§ Exercise
Please give back only the lines below from the one containing "F: Fn(CleanupResult) +" to the one containing "cleanup disabled, skipping", each repeated word for word, both ends included.
___ Data records
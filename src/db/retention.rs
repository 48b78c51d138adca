//! Retention: age-based pruning of bucket facts and full wipes

use std::sync::Arc;
use std::time::Duration;

use chrono::{DateTime, Utc};
use sqlx::SqliteConnection;
use tokio::task::JoinHandle;
use tracing::{debug, error, info};

use super::schema::{DIMENSION_TABLES, HOURLY_FACT_TABLES, MINUTE_FACT_TABLES};
use super::{Database, FactTable, TimeRange};
use crate::config::RetentionConfig;
use crate::error::Result;
use crate::model::CleanupResult;

const RETENTION_CONFIG_KEY: &str = "retention";

/// Delete every row of `table`, optionally only one backend's.
async fn delete_all(conn: &mut SqliteConnection, table: &str, backend_id: Option<i64>) -> Result<u64, sqlx::Error> {
    let result = match backend_id {
        Some(id) => {
            sqlx::query(&format!("DELETE FROM {table} WHERE backend_id = ?"))
                .bind(id)
                .execute(&mut *conn)
                .await?
        }
        None => sqlx::query(&format!("DELETE FROM {table}")).execute(&mut *conn).await?,
    };
    Ok(result.rows_affected())
}

/// Delete rows of `table` whose bucket sorts before `cutoff`.
async fn delete_before(
    conn: &mut SqliteConnection,
    table: &str,
    cutoff: &str,
    backend_id: Option<i64>,
) -> Result<u64, sqlx::Error> {
    let result = match backend_id {
        Some(id) => {
            sqlx::query(&format!("DELETE FROM {table} WHERE backend_id = ? AND bucket < ?"))
                .bind(id)
                .bind(cutoff)
                .execute(&mut *conn)
                .await?
        }
        None => {
            sqlx::query(&format!("DELETE FROM {table} WHERE bucket < ?"))
                .bind(cutoff)
                .execute(&mut *conn)
                .await?
        }
    };
    Ok(result.rows_affected())
}

/// First bucket of `table` that survives a cutoff at `instant`.
fn cutoff_bucket(table: FactTable, instant: DateTime<Utc>) -> String {
    let (first, _) = TimeRange { start: instant, end: instant }.bucket_bounds(table);
    first
}

impl Database {
    /// Remove traffic data.
    ///
    /// `days == 0` wipes every dimension, cross-reference and fact row (of one
    /// backend, or of all) and compacts the file. Otherwise only fact rows in
    /// buckets older than `days` are deleted; all-time totals are kept.
    pub async fn cleanup(&self, backend_id: Option<i64>, days: u32) -> Result<CleanupResult> {
        let _guard = self.write_gate.lock().await;
        let mut result = CleanupResult::default();
        let mut tx = self.pool.begin().await?;

        if days == 0 {
            for table in DIMENSION_TABLES {
                result.dimension_rows += delete_all(&mut tx, table, backend_id).await?;
            }
            for table in MINUTE_FACT_TABLES.iter().chain(HOURLY_FACT_TABLES) {
                result.fact_rows += delete_all(&mut tx, table, backend_id).await?;
            }
        } else {
            let cutoff = Utc::now() - chrono::Duration::days(i64::from(days));
            result.fact_rows += self.prune_facts(&mut tx, cutoff, cutoff, backend_id).await?;
        }
        tx.commit().await?;

        if days == 0 {
            self.compact().await;
        }
        info!(
            backend_id,
            days,
            dimension_rows = result.dimension_rows,
            fact_rows = result.fact_rows,
            "Cleanup finished"
        );
        Ok(result)
    }

    async fn prune_facts(
        &self,
        conn: &mut SqliteConnection,
        minute_cutoff: DateTime<Utc>,
        hourly_cutoff: DateTime<Utc>,
        backend_id: Option<i64>,
    ) -> Result<u64> {
        let mut deleted = 0;
        let minute = cutoff_bucket(FactTable::Minute, minute_cutoff);
        for table in MINUTE_FACT_TABLES {
            deleted += delete_before(conn, table, &minute, backend_id).await?;
        }
        let hourly = cutoff_bucket(FactTable::Hourly, hourly_cutoff);
        for table in HOURLY_FACT_TABLES {
            deleted += delete_before(conn, table, &hourly, backend_id).await?;
        }
        Ok(deleted)
    }

    /// Give freed pages back to the filesystem. Failure only costs disk space.
    async fn compact(&self) {
        if let Err(e) = sqlx::query("PRAGMA wal_checkpoint(TRUNCATE)")
            .execute(&self.pool)
            .await
        {
            error!("WAL checkpoint failed: {}", e);
        }
        if let Err(e) = sqlx::query("VACUUM").execute(&self.pool).await {
            error!("VACUUM failed: {}", e);
        }
    }

    /// Stored retention settings, or `fallback` when none were saved.
    pub async fn get_retention_config(&self, fallback: &RetentionConfig) -> Result<RetentionConfig> {
        let row: Option<(String,)> = sqlx::query_as("SELECT value FROM app_config WHERE key = ?")
            .bind(RETENTION_CONFIG_KEY)
            .fetch_optional(&self.pool)
            .await?;
        match row {
            Some((value,)) => Ok(serde_json::from_str(&value)?),
            None => Ok(fallback.clone()),
        }
    }

    pub async fn update_retention_config(&self, config: &RetentionConfig) -> Result<()> {
        let value = serde_json::to_string(config)?;
        let _guard = self.write_gate.lock().await;
        sqlx::query(
            "INSERT INTO app_config (key, value) VALUES (?, ?) ON CONFLICT(key) DO UPDATE SET value = excluded.value",
        )
        .bind(RETENTION_CONFIG_KEY)
        .bind(value)
        .execute(&self.pool)
        .await?;
        Ok(())
    }

    /// Prune minute and hourly facts past their configured ages, for every backend.
    pub async fn run_retention(&self, config: &RetentionConfig) -> Result<CleanupResult> {
        let now = Utc::now();
        let minute_cutoff = now - chrono::Duration::days(i64::from(config.minute_stats_days));
        let hourly_cutoff = now - chrono::Duration::days(i64::from(config.hourly_stats_days));

        let _guard = self.write_gate.lock().await;
        let mut tx = self.pool.begin().await?;
        let fact_rows = self.prune_facts(&mut tx, minute_cutoff, hourly_cutoff, None).await?;
        tx.commit().await?;

        if fact_rows > 0 {
            info!(fact_rows, "Retention pruned expired buckets");
        }
        Ok(CleanupResult {
            dimension_rows: 0,
            fact_rows,
        })
    }
}

/// Periodically apply the stored retention settings. `on_pruned` runs after
/// every pass that deleted rows.
pub fn start_retention_task<F>(db: Arc<Database>, defaults: RetentionConfig, on_pruned: F) -> JoinHandle<()>
where
    F: Fn(CleanupResult) + Send + 'static,
{
    tokio::spawn(async move {
        let mut interval = tokio::time::interval(Duration::from_secs(defaults.interval_secs.max(1)));
        loop {
            interval.tick().await;

            let config = match db.get_retention_config(&defaults).await {
                Ok(config) => config,
                Err(e) => {
                    error!("Failed to read retention config: {}", e);
                    continue;
                }
            };
            if !config.auto_cleanup {
                debug!("Automatic cleanup disabled, skipping retention pass");
                continue;
            }
            match db.run_retention(&config).await {
                Ok(result) if result.total() > 0 => on_pruned(result),
                Ok(_) => {}
                Err(e) => error!("Retention pass failed: {}", e),
            }
        }
    })
}

#[cfg(test)]
mod tests {
    use super::*;
    use crate::db::tests::{count, test_db};
    use crate::model::{CountryUpdate, TrafficUpdate};

    const DAY_MS: i64 = 24 * 60 * 60 * 1000;

    async fn seed(db: &Database, backend: i64) {
        let now = Utc::now().timestamp_millis();
        let updates = vec![
            TrafficUpdate::new("old.com", "1.1.1.1", &["P", "RuleX"])
                .with_traffic(10, 10)
                .with_source_ip("192.168.1.2")
                .with_timestamp(now - 40 * DAY_MS),
            TrafficUpdate::new("new.com", "2.2.2.2", &["P", "RuleX"])
                .with_traffic(5, 5)
                .with_source_ip("192.168.1.2")
                .with_timestamp(now),
        ];
        db.write_batch(backend, &updates).await.unwrap();
        let country = CountryUpdate {
            country: "US".into(),
            country_name: "United States".into(),
            upload: 1,
            download: 1,
            timestamp_ms: Some(now),
            ..Default::default()
        };
        db.write_country_batch(backend, &[country]).await.unwrap();
    }

    async fn scoped_rows(db: &Database, backend: i64) -> i64 {
        let mut total = 0;
        for table in DIMENSION_TABLES
            .iter()
            .chain(MINUTE_FACT_TABLES)
            .chain(HOURLY_FACT_TABLES)
        {
            total += count(db, table, backend).await;
        }
        total
    }

    #[tokio::test]
    async fn test_wipe_empties_only_target_backend() {
        let (_dir, db) = test_db().await;
        let home = db.create_backend("home", "").await.unwrap();
        let office = db.create_backend("office", "").await.unwrap();
        seed(&db, home).await;
        seed(&db, office).await;
        let office_before = scoped_rows(&db, office).await;

        let result = db.cleanup(Some(home), 0).await.unwrap();
        assert!(result.dimension_rows > 0);
        assert!(result.fact_rows > 0);
        assert_eq!(scoped_rows(&db, home).await, 0);
        assert_eq!(scoped_rows(&db, office).await, office_before);

        db.cleanup(None, 0).await.unwrap();
        assert_eq!(scoped_rows(&db, office).await, 0);
    }

    #[tokio::test]
    async fn test_age_cleanup_keeps_totals() {
        let (_dir, db) = test_db().await;
        let backend = db.create_backend("home", "").await.unwrap();
        seed(&db, backend).await;

        let result = db.cleanup(Some(backend), 30).await.unwrap();
        assert_eq!(result.dimension_rows, 0);
        assert!(result.fact_rows > 0);

        let (old_facts,): (i64,) =
            sqlx::query_as("SELECT COUNT(*) FROM minute_dim_stats WHERE domain = 'old.com'")
                .fetch_one(db.pool())
                .await
                .unwrap();
        assert_eq!(old_facts, 0);
        assert_eq!(count(&db, "minute_dim_stats", backend).await, 1);
        assert_eq!(count(&db, "minute_country_stats", backend).await, 1);
        assert_eq!(count(&db, "domain_stats", backend).await, 2);
    }

    #[tokio::test]
    async fn test_retention_config_round_trips_through_store() {
        let (_dir, db) = test_db().await;
        let defaults = RetentionConfig::default();
        assert_eq!(db.get_retention_config(&defaults).await.unwrap(), defaults);

        let updated = RetentionConfig {
            minute_stats_days: 1,
            auto_cleanup: false,
            ..defaults.clone()
        };
        db.update_retention_config(&updated).await.unwrap();
        assert_eq!(db.get_retention_config(&defaults).await.unwrap(), updated);
    }

    #[tokio::test]
    async fn test_run_retention_uses_per_table_ages() {
        let (_dir, db) = test_db().await;
        let backend = db.create_backend("home", "").await.unwrap();
        seed(&db, backend).await;

        let config = RetentionConfig {
            minute_stats_days: 7,
            hourly_stats_days: 60,
            ..Default::default()
        };
        db.run_retention(&config).await.unwrap();
        assert_eq!(count(&db, "minute_dim_stats", backend).await, 1);
        // The 40-day-old hour is still inside the hourly window
        assert_eq!(count(&db, "hourly_dim_stats", backend).await, 2);
    }
}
______
§ Solution for this task
    F: Fn(CleanupResult) + Send + 'static,
{
    tokio::spawn(async move {
        let mut interval = tokio::time::interval(Duration::from_secs(defaults.interval_secs.max(1)));
        loop {
            interval.tick().await;

            let config = match db.get_retention_config(&defaults).await {
                Ok(config) => config,
                Err(e) => {
                    error!("Failed to read retention config: {}", e);
                    continue;
                }
            };
            if !config.auto_cleanup {
                debug!("Automatic cleanup disabled, skipping retention pass");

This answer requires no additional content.